Task inputs »
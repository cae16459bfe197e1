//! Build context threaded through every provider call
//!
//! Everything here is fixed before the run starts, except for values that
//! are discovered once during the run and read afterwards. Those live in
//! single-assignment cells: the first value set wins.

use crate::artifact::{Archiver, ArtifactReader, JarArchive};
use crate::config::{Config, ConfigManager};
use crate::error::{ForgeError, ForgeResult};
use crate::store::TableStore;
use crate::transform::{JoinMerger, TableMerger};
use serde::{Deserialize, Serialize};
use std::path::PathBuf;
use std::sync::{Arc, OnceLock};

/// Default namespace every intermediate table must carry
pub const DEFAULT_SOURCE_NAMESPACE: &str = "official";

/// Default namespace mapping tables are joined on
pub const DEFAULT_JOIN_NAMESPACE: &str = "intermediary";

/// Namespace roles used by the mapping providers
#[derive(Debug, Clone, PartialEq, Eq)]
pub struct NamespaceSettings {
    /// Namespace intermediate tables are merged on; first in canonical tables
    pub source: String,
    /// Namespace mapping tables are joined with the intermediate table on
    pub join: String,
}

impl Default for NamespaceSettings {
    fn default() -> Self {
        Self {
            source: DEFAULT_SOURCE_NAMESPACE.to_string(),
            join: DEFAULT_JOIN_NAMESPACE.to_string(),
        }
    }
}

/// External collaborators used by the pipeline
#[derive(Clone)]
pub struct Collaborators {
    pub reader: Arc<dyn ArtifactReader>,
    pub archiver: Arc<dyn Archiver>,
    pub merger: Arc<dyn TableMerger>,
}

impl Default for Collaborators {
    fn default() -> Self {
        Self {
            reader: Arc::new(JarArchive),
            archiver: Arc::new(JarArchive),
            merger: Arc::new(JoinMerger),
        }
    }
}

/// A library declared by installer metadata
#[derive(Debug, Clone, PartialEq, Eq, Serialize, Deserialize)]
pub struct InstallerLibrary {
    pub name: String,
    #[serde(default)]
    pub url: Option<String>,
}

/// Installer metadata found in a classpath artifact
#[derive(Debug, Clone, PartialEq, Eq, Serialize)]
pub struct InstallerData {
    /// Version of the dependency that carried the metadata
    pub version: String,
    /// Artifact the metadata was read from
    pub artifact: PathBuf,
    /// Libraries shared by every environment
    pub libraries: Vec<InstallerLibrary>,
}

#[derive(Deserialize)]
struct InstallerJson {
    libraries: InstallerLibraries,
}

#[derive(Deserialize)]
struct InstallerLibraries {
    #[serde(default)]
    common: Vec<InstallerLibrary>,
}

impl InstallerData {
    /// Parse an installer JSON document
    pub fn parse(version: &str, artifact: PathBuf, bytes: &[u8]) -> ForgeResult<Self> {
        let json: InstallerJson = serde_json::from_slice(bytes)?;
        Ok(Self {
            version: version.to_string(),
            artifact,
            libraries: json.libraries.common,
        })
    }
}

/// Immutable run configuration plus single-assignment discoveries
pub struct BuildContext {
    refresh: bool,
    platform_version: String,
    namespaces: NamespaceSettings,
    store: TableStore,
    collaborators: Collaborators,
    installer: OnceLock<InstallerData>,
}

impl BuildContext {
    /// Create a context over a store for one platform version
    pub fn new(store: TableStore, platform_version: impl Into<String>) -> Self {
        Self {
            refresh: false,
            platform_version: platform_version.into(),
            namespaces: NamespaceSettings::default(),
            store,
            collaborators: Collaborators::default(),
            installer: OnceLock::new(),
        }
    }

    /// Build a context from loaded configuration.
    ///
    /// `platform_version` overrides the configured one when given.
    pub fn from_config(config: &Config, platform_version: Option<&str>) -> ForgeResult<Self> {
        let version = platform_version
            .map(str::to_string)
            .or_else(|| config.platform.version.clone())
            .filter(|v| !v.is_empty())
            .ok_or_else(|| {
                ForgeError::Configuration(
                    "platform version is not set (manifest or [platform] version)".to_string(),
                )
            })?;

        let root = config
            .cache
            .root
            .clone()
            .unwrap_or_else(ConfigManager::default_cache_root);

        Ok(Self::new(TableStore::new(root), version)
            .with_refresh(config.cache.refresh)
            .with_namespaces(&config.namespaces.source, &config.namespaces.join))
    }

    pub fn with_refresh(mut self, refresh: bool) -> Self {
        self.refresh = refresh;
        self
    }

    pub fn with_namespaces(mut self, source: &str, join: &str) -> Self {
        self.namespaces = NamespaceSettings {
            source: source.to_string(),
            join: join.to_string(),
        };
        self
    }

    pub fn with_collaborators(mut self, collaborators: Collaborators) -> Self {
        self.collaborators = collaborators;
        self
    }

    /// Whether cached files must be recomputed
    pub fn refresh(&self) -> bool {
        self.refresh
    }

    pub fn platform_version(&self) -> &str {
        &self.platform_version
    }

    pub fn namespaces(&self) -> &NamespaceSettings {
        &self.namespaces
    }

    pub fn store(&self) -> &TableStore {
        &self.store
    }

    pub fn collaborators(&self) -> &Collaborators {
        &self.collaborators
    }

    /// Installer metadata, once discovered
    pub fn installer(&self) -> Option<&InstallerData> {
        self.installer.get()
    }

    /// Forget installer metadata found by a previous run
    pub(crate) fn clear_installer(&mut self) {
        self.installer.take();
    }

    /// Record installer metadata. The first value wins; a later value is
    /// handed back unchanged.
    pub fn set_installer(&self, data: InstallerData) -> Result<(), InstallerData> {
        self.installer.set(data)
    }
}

What is needed » Lines of the listing that contain the word "const" are to be counted; report only their number.

Finished task » 2